## Work instruction
Please retype all of the following entries exactly.

## Data to use
━━━━━━━━━━

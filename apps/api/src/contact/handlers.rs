use axum::{extract::State, http::StatusCode, Json};
use serde::Serialize;

use crate::contact::models::{ContactSubmission, DeliveryOutcome, PersistedSubmission};
use crate::contact::validation::validate_submission;
use crate::errors::AppError;
use crate::state::AppState;

#[derive(Serialize)]
pub struct RecoveryResponse {
    pub record: Option<PersistedSubmission>,
}

#[derive(Serialize)]
pub struct ConfigStatusResponse {
    pub configured: bool,
}

/// POST /api/v1/contact
///
/// Validates field content, then hands off to the manager. A delivery
/// failure is a 200 with `success: false`; only bad input is an HTTP error.
pub async fn handle_submit(
    State(state): State<AppState>,
    Json(data): Json<ContactSubmission>,
) -> Result<Json<DeliveryOutcome>, AppError> {
    let errors = validate_submission(&data);
    if !errors.is_empty() {
        let summary = errors
            .iter()
            .map(|e| e.reason.as_str())
            .collect::<Vec<_>>()
            .join("; ");
        return Err(AppError::Validation(summary));
    }

    let outcome = state.manager.submit(&data).await;
    Ok(Json(outcome))
}

/// GET /api/v1/contact/recovery
///
/// Fresh recovery record for form repopulation, or null. Stale and
/// malformed records read as null.
pub async fn handle_get_recovery(State(state): State<AppState>) -> Json<RecoveryResponse> {
    Json(RecoveryResponse {
        record: state.manager.get_persisted().await,
    })
}

/// DELETE /api/v1/contact/recovery
pub async fn handle_clear_recovery(State(state): State<AppState>) -> StatusCode {
    state.manager.clear().await;
    StatusCode::NO_CONTENT
}

/// GET /api/v1/contact/status
///
/// Feeds the non-blocking "contact form not configured" banner.
pub async fn handle_config_status(State(state): State<AppState>) -> Json<ConfigStatusResponse> {
    Json(ConfigStatusResponse {
        configured: state.manager.is_configured(),
    })
}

━━━━━━━━━━

## Exercise output
filename apps/api/src/contact/handlers.rs
use axum::{extract::State, http::StatusCode, Json};
use serde::Serialize;

use crate::contact::models::{ContactSubmission, DeliveryOutcome, PersistedSubmission};
use crate::contact::validation::validate_submission;
use crate::errors::AppError;
use crate::state::AppState;

#[derive(Serialize)]
pub struct RecoveryResponse {
    pub record: Option<PersistedSubmission>,
}

#[derive(Serialize)]
pub struct ConfigStatusResponse {
    pub configured: bool,
}

/// POST /api/v1/contact
///
/// Validates field content, then hands off to the manager. A delivery
/// failure is a 200 with `success: false`; only bad input is an HTTP error.
pub async fn handle_submit(
    State(state): State<AppState>,
    Json(data): Json<ContactSubmission>,
) -> Result<Json<DeliveryOutcome>, AppError> {
    let errors = validate_submission(&data);
    if !errors.is_empty() {
        let summary = errors
            .iter()
            .map(|e| e.reason.as_str())
            .collect::<Vec<_>>()
            .join("; ");
        return Err(AppError::Validation(summary));
    }

    let outcome = state.manager.submit(&data).await;
    Ok(Json(outcome))
}

/// GET /api/v1/contact/recovery
///
/// Fresh recovery record for form repopulation, or null. Stale and
/// malformed records read as null.
pub async fn handle_get_recovery(State(state): State<AppState>) -> Json<RecoveryResponse> {
    Json(RecoveryResponse {
        record: state.manager.get_persisted().await,
    })
}

/// DELETE /api/v1/contact/recovery
pub async fn handle_clear_recovery(State(state): State<AppState>) -> StatusCode {
    state.manager.clear().await;
    StatusCode::NO_CONTENT
}

/// GET /api/v1/contact/status
///
/// Feeds the non-blocking "contact form not configured" banner.
pub async fn handle_config_status(State(state): State<AppState>) -> Json<ConfigStatusResponse> {
    Json(ConfigStatusResponse {
        configured: state.manager.is_configured(),
    })
}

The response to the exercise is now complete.